*** Opening RECORDS FOR THE TASK ***

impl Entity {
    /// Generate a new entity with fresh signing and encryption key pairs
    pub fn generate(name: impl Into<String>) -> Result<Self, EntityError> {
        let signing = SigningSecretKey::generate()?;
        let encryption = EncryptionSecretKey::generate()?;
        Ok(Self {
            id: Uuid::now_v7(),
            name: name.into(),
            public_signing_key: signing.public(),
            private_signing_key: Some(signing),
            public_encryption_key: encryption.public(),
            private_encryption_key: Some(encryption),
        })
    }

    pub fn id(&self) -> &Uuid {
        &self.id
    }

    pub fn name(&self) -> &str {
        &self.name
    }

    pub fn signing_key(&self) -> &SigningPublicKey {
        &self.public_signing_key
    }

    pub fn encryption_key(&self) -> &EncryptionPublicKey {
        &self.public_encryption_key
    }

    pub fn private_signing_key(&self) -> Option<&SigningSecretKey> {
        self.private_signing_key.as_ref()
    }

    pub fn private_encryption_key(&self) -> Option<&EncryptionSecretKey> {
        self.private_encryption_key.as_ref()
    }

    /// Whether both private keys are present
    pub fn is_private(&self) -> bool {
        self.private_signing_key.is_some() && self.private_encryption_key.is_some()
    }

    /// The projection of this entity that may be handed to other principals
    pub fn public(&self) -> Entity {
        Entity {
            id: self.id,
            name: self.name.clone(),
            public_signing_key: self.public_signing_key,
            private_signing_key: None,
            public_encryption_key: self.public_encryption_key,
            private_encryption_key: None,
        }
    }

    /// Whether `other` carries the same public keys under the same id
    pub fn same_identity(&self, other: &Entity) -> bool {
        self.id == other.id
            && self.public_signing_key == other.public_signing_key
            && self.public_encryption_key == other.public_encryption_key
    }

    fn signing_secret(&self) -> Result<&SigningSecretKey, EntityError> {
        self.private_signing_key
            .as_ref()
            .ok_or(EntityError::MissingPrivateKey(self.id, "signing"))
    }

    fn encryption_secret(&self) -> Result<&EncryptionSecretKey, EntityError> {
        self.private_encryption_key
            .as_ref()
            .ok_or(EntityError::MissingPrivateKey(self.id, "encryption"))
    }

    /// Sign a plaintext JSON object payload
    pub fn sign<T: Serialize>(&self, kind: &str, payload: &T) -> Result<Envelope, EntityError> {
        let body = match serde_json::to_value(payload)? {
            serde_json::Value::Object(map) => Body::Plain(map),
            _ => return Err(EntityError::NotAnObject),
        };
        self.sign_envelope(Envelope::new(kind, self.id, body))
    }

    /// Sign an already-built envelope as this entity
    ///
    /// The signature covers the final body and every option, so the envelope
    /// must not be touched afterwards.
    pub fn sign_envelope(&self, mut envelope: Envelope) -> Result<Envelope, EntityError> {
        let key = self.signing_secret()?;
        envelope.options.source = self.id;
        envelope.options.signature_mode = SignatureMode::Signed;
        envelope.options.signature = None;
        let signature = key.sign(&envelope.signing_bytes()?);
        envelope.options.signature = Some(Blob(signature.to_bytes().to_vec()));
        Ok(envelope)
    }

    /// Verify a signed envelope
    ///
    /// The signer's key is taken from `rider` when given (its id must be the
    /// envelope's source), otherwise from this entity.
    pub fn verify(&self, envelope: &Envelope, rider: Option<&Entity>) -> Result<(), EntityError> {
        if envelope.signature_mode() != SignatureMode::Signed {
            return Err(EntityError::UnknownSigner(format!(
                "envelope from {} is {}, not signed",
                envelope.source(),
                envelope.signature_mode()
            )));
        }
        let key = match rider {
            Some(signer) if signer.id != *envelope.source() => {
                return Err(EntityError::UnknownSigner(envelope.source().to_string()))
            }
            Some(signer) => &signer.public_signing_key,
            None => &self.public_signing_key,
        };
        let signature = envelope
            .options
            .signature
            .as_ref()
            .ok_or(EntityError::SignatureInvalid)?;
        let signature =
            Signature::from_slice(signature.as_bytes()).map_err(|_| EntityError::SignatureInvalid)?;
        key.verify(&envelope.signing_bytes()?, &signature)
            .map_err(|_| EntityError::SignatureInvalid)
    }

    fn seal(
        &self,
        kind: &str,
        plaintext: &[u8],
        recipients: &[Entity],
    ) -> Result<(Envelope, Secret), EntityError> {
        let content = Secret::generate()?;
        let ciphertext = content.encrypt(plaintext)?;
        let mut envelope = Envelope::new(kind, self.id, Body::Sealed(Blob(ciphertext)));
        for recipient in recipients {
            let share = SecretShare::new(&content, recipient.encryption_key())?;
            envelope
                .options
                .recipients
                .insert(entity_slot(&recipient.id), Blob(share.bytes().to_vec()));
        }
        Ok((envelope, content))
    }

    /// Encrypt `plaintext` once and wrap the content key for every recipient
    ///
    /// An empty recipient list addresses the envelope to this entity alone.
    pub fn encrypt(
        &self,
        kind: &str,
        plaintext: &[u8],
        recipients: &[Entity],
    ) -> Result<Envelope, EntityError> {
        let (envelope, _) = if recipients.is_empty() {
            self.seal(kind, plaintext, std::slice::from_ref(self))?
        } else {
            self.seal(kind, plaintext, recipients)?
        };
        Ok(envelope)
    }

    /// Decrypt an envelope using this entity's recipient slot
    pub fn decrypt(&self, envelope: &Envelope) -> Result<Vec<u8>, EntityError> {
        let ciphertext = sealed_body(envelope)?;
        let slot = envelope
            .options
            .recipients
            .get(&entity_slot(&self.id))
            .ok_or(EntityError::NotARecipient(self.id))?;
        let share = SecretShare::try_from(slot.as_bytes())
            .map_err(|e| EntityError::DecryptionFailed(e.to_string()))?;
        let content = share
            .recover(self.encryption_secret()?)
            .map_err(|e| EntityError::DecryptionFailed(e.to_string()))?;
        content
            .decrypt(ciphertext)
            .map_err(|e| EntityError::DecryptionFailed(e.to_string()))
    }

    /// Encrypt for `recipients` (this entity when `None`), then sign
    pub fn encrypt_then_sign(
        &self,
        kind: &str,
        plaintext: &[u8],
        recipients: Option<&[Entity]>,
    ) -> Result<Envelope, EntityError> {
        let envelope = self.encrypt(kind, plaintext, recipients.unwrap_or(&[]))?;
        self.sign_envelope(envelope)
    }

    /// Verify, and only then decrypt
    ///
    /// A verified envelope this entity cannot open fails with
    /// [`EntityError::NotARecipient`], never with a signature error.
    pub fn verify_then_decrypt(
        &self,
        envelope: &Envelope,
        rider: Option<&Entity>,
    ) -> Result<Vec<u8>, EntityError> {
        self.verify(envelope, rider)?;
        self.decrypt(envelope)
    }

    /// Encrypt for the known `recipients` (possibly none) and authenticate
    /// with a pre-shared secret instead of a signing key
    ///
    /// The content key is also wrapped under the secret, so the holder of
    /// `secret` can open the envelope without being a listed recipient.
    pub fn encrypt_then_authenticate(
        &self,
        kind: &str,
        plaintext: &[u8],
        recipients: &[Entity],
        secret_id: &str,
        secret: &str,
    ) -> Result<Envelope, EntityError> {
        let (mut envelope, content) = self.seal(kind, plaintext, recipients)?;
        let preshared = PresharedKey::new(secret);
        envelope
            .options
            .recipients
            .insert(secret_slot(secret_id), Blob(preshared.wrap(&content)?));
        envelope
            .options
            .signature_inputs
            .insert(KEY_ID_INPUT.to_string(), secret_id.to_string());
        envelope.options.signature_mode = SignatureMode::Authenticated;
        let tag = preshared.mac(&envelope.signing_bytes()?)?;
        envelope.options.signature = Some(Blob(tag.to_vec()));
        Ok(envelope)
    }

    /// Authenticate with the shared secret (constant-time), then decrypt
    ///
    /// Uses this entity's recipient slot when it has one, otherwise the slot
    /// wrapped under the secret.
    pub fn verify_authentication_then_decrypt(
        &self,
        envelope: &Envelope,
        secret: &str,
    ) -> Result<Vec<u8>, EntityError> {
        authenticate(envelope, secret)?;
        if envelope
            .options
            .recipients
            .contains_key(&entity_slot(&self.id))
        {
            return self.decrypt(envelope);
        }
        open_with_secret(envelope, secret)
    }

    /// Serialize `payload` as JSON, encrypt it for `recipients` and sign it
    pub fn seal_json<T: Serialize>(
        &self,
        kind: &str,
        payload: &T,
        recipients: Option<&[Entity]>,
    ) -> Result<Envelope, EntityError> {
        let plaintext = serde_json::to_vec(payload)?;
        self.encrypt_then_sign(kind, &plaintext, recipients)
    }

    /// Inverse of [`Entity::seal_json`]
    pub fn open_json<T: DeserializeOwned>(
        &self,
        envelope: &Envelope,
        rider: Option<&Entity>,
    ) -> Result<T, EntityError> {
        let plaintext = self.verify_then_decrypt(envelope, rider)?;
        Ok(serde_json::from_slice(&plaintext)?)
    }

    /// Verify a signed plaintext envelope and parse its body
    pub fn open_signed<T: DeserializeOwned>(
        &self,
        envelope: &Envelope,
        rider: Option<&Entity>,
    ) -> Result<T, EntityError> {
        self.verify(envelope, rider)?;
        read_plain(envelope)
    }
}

*** Closing RECORDS FOR THE TASK ***

**WHAT YOU ARE ASKED TO DO:**
What lines in the listing contain "name"? Copy them all.

**RESPONSE BOX:**
    pub fn generate(name: impl Into<String>) -> Result<Self, EntityError> {
            name: name.into(),
    pub fn name(&self) -> &str {
        &self.name
            name: self.name.clone(),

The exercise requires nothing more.